St James the Apostle's Church, Bonsall is a Grade II* listed parish church in the Church of England in Bonsall, Derbyshire.

==History==
The church dates from the 13th century. In time it was filled with galleries and the chancel and tower were cut off from the rest of the church by screens of lath and plaster. This was all stripped out during a restoration between 1862 and 1863 by Ewan Christian which cost £1,550. The contractors were Francis and Fox of Cromford. It re-opened on 4 August 1863. A few weeks later it was reported that a new Oak communion table had been provided by Captain Prince, The Study, Bonsall, a stained glass window depicting the Apostles Peter and Paul by Edmundson and Son of Manchester had been given by the Revd. Robert Bickerstaff, Rector of Killead, Antrim, a pair of Glastonbury chairs from Revd. G. Bagot, and carved panels for the pulpit given by Mr.

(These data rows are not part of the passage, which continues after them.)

impl<A: Afi> Plumbing<A> {
    pub fn new(
        local: LocalConfig,
        rib: Box<dyn RibClient<A>>,
        log: Logger,
    ) -> Self {
        let mut peers = BTreeMap::new();
        peers.insert(
            PeerId::LOCAL,
            PeerInfo {
                asn: local.asn,
                bgp_id: local.bgp_id,
                ibgp: false,
                local_addr: None,
            },
        );

        let mut local_branch = InBranch::new(PeerId::LOCAL);
        local_branch.up = true;
        local_branch.ribin.set_genid(1);

        let mut inputs = BTreeMap::new();
        inputs.insert(PeerId::LOCAL, local_branch);

        let mut genids = BTreeMap::new();
        genids.insert(PeerId::LOCAL, 1);

        Self {
            local,
            shared: Shared {
                resolver: NextHopResolver::new(log.clone()),
                rib,
                attrs: AttributeManager::new(),
                peers,
                log,
            },
            genids,
            inputs,
            down: Downstream {
                decision: DecisionTable::new(),
                fanout: FanoutTable::new(),
                outputs: BTreeMap::new(),
            },
        }
    }

    fn name(&self) -> String {
        format!("plumbing-{}", A::NAME)
    }

    pub fn local(&self) -> LocalConfig {
        self.local
    }

    pub fn add_peering(&mut self, peer: PeerId) -> Result<(), Error> {
        if self.inputs.contains_key(&peer) {
            return Err(Error::PeerExists(peer));
        }
        self.inputs.insert(peer, InBranch::new(peer));
        self.genids.insert(peer, 0);
        Ok(())
    }

    /// Remove a peering, withdrawing everything it contributed first.
    pub fn delete_peering(&mut self, peer: PeerId) -> Result<(), Error> {
        if peer.is_local() {
            return Err(Error::InvalidRoute("local branch is permanent".into()));
        }
        let up = self
            .inputs
            .get(&peer)
            .map(|b| b.up)
            .ok_or(Error::UnknownPeer(peer))?;
        if up {
            self.peering_went_down(peer)?;
        }

        let mut cx = self.shared.cx();
        if let Some(branch) = self.inputs.get_mut(&peer) {
            while let Some(mut table) = branch.deletions.pop() {
                let ops = table.step(usize::MAX, &mut cx);
                let ops = branch.below_deletion(ops, &mut cx);
                self.down.decide(ops, &mut cx);
            }
        }

        self.inputs.remove(&peer);
        self.genids.remove(&peer);
        self.shared.peers.remove(&peer);
        self.shared.attrs.sweep();
        Ok(())
    }

    /// The session with `peer` reached the established state. A new
    /// generation starts and the peer is synchronized with a dump of the
    /// current winners.
    pub fn peering_came_up(
        &mut self,
        peer: PeerId,
        info: PeerInfo<A>,
    ) -> Result<GenId, Error> {
        let branch = self.inputs.get_mut(&peer).ok_or(Error::UnknownPeer(peer))?;
        if branch.up {
            return Err(Error::PeerUp(peer));
        }

        let genid = self.genids.entry(peer).or_insert(0);
        *genid += 1;
        let genid = *genid;

        branch.up = true;
        branch.ribin.set_genid(genid);
        branch.filter = FilterTable::inbound(peer, self.local.asn, &info);
        self.shared.peers.insert(peer, info);

        self.down.outputs.insert(
            peer,
            OutBranch {
                dump: Some(DumpTable::new(peer)),
                filter: FilterTable::outbound(peer, self.local.asn, &info),
                ribout: RibOutTable::new(peer),
            },
        );
        self.down.fanout.add_peer(peer);

        pipeline_log!(self.shared.log, info, self.name(),
            "peering {} up", peer;
            "genid" => genid,
            "ibgp" => info.ibgp
        );
        Ok(genid)
    }

    /// The session with `peer` went down. Its routes are withdrawn in the
    /// background and its output branch is torn down.
    pub fn peering_went_down(&mut self, peer: PeerId) -> Result<(), Error> {
        let branch = self.inputs.get_mut(&peer).ok_or(Error::UnknownPeer(peer))?;
        if !branch.up || peer.is_local() {
            return Err(Error::PeerDown(peer));
        }
        branch.up = false;

        let genid = branch.ribin.genid();
        let routes = branch.ribin.take_all();
        let count = routes.len();
        if !routes.is_empty() {
            branch
                .deletions
                .insert(0, DeletionTable::new(peer, genid, routes));
        }

        self.down.outputs.remove(&peer);
        self.down.fanout.remove_peer(peer);
        for out in self.down.outputs.values_mut() {
            if let Some(dump) = out.dump.as_mut() {
                dump.peering_went_down(peer, genid);
            }
        }

        pipeline_log!(self.shared.log, info, self.name(),
            "peering {} down", peer;
            "genid" => genid,
            "routes" => count
        );
        Ok(())
    }

    pub fn is_up(&self, peer: PeerId) -> bool {
        self.inputs.get(&peer).map(|b| b.up).unwrap_or(false)
    }

    pub fn genid(&self, peer: PeerId) -> Option<GenId> {
        self.genids.get(&peer).copied()
    }

    fn up_branch(&self, peer: PeerId) -> Result<GenId, Error> {
        let branch = self.inputs.get(&peer).ok_or(Error::UnknownPeer(peer))?;
        if !branch.up {
            return Err(Error::PeerDown(peer));
        }
        Ok(branch.ribin.genid())
    }

    /// Move operations leaving `peer`'s RibIn through the rest of the
    /// pipeline.
    fn flow(&mut self, peer: PeerId, ops: Vec<RouteOp<A>>) {
        let mut cx = self.shared.cx();
        let Some(branch) = self.inputs.get_mut(&peer) else {
            return;
        };
        let ops = branch.below_ribin(ops, &mut cx);
        self.down.decide(ops, &mut cx);
    }

    /// The shared copy of `attrs`. Routes from the wire should carry interned
    /// lists so that identical attributes are stored once.
    pub fn intern(
        &mut self,
        attrs: PathAttributeList<A>,
    ) -> Arc<PathAttributeList<A>> {
        self.shared.attrs.intern(attrs)
    }

    /// A route received from `peer`. Nothing leaves the pipeline until the
    /// peer's next push.
    pub fn add_route(
        &mut self,
        peer: PeerId,
        route: SubnetRoute<A>,
    ) -> Result<(), Error> {
        let genid = self.up_branch(peer)?;
        let mut cx = self.shared.cx();
        let Some(branch) = self.inputs.get_mut(&peer) else {
            return Err(Error::UnknownPeer(peer));
        };
        let ops = branch
            .ribin
            .add_route(InternalMessage::new(route, peer, genid), &mut cx);
        let ops = branch.below_ribin(ops, &mut cx);
        self.down.decide(ops, &mut cx);
        Ok(())
    }

    pub fn delete_route(
        &mut self,
        peer: PeerId,
        net: A::Prefix,
    ) -> Result<(), Error> {
        let genid = self.up_branch(peer)?;
        let mut cx = self.shared.cx();
        let Some(branch) = self.inputs.get_mut(&peer) else {
            return Err(Error::UnknownPeer(peer));
        };
        let Some(route) = branch.ribin.get(&net).cloned() else {
            pipeline_log!(cx.log, debug, branch.ribin.name(),
                "withdraw of unknown prefix {}", net
            );
            return Ok(());
        };
        let ops = branch
            .ribin
            .delete_route(InternalMessage::new(route, peer, genid), &mut cx);
        let ops = branch.below_ribin(ops, &mut cx);
        self.down.decide(ops, &mut cx);
        Ok(())
    }

    /// End of the burst of changes from `peer`.
    pub fn push(&mut self, peer: PeerId) -> Result<(), Error> {
        self.up_branch(peer)?;
        self.flow(peer, vec![RouteOp::Push(peer)]);
        self.shared.attrs.sweep();
        Ok(())
    }

    /// Announce `net` from this router.
    pub fn originate_route(
        &mut self,
        net: A::Prefix,
        nexthop: A,
    ) -> Result<(), Error> {
        let attrs = PathAttributeList::new(nexthop, Origin::Igp, AsPath::default())
            .with_local_pref(DEFAULT_LOCAL_PREF);
        let attrs = self.shared.attrs.intern(attrs);
        self.add_route(PeerId::LOCAL, SubnetRoute::new(net, attrs))?;
        self.push(PeerId::LOCAL)
    }

    pub fn withdraw_route(&mut self, net: A::Prefix) -> Result<(), Error> {
        let originated = self
            .inputs
            .get(&PeerId::LOCAL)
            .is_some_and(|b| b.ribin.get(&net).is_some());
        if !originated {
            return Err(Error::InvalidRoute(format!("{net} is not originated")));
        }
        self.delete_route(PeerId::LOCAL, net)?;
        self.push(PeerId::LOCAL)
    }

    pub fn originated(&self) -> Vec<A::Prefix> {
        self.inputs
            .get(&PeerId::LOCAL)
            .map(|b| b.ribin.routes().map(|r| r.net).collect())
            .unwrap_or_default()
    }

    /// Number of routes currently held from `peer`.
    pub fn route_count(&self, peer: PeerId) -> usize {
        self.inputs.get(&peer).map(|b| b.ribin.len()).unwrap_or(0)
    }

    /// Transport backpressure for `peer`. Clearing it releases whatever was
    /// queued meanwhile.
    pub fn set_busy(&mut self, peer: PeerId, busy: bool) {
        self.down.fanout.set_busy(peer, busy);
        if !busy {
            let mut cx = self.shared.cx();
            self.down.deliver(&mut cx);
        }
    }

    /// Updates ready to be sent to `peer`.
    pub fn take_updates(&mut self, peer: PeerId) -> Vec<RibOutUpdate<A>> {
        self.down
            .outputs
            .get_mut(&peer)
            .map(|o| o.ribout.take_updates())
            .unwrap_or_default()
    }

    /// Advance deletion tables and dumps by up to `budget` routes each.
    /// Returns true while background work remains.
    pub fn run_background(&mut self, budget: usize) -> bool {
        let mut pending = false;
        let mut cx = self.shared.cx();

        for branch in self.inputs.values_mut() {
            let Some(table) = branch.deletions.last_mut() else {
                continue;
            };
            let ops = table.step(budget, &mut cx);
            if table.is_done() {
                branch.deletions.pop();
            }
            let ops = branch.below_deletion(ops, &mut cx);
            self.down.decide(ops, &mut cx);
            pending |= !branch.deletions.is_empty();
        }

        pending |= self.down.step_dumps(budget, &mut cx);
        self.shared.attrs.sweep();
        pending
    }

    /// True while any dump to `peer` is still in progress.
    pub fn dumping(&self, peer: PeerId) -> bool {
        self.down
            .outputs
            .get(&peer)
            .is_some_and(|o| o.dump.is_some())
    }

    pub fn nexthop_answer(&mut self, query: QueryId, answer: NexthopAnswer) {
        let events = self.shared.resolver.answer(query, answer);
        self.resolver_events(events);
    }

    pub fn route_info_invalid(&mut self, prefix: A::Prefix) -> usize {
        self.shared
            .resolver
            .route_info_invalid(prefix, self.shared.rib.as_mut())
    }

    pub fn route_info_changed(&mut self, prefix: A::Prefix, metric: u32) {
        let changed = self.shared.resolver.route_info_changed(prefix, metric);
        self.resolver_events(ResolverEvents {
            ready: Vec::new(),
            changed,
        });
    }

    fn resolver_events(&mut self, events: ResolverEvents<A>) {
        let mut cx = self.shared.cx();
        for (peer, nexthop) in events.ready {
            let Some(branch) = self.inputs.get_mut(&peer) else {
                continue;
            };
            let ops = branch.nhlookup.lookup_done(nexthop, &mut cx);
            self.down.decide(ops, &mut cx);
        }
        for nexthop in events.changed {
            let ops = self.down.decision.igp_nexthop_changed(nexthop, &mut cx);
            self.down.output(ops, &mut cx);
        }
    }

    /// Collect whatever the RIB client has to say and feed it through.
    /// Returns how many answers and notifications were processed.
    pub fn poll_rib(&mut self) -> usize {
        let answers = self.shared.rib.poll_answers();
        let notifications = self.shared.rib.poll_notifications();
        let count = answers.len() + notifications.len();
        for (query, answer) in answers {
            self.nexthop_answer(query, answer);
        }
        for n in notifications {
            match n {
                RibNotification::Invalid(prefix) => {
                    self.route_info_invalid(prefix);
                }
                RibNotification::Changed(prefix, metric) => {
                    self.route_info_changed(prefix, metric);
                }
            }
        }
        count
    }

    pub fn winner(&self, net: &A::Prefix) -> Option<&InternalMessage<A>> {
        self.down.decision.winner(net)
    }

    pub fn winners(&self) -> &BTreeMap<A::Prefix, InternalMessage<A>> {
        self.down.decision.winners()
    }

    pub fn resolver(&self) -> &NextHopResolver<A> {
        &self.shared.resolver
    }

    pub fn interned_attributes(&self) -> usize {
        self.shared.attrs.len()
    }
}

Clay.

==Parish status==
The church is in a joint parish with
- All Saints' Church, Alderwasley
- All Saints' Church, Bradbourne
- All Saints’ Church, Ballidon
- St James’ Church, Brassington
- St Margaret's Church, Carsington
- All Saints’ Church, Elton
- St James’ Church, Idridgehay
- Holy Trinity Church, Kirk Ireton
- Holy Trinity Church, Middleton-by-Wirksworth
- St Mary's Church, Wirksworth

==Organ==
The organ was installed by Fred Jardine of Manchester in 1867. A specification of the organ can be found on the National Pipe Organ Register.

==Bells==
The church tower contains a ring of 6 bells with the tenor dating from 1731, and the 3rd dating from 1656.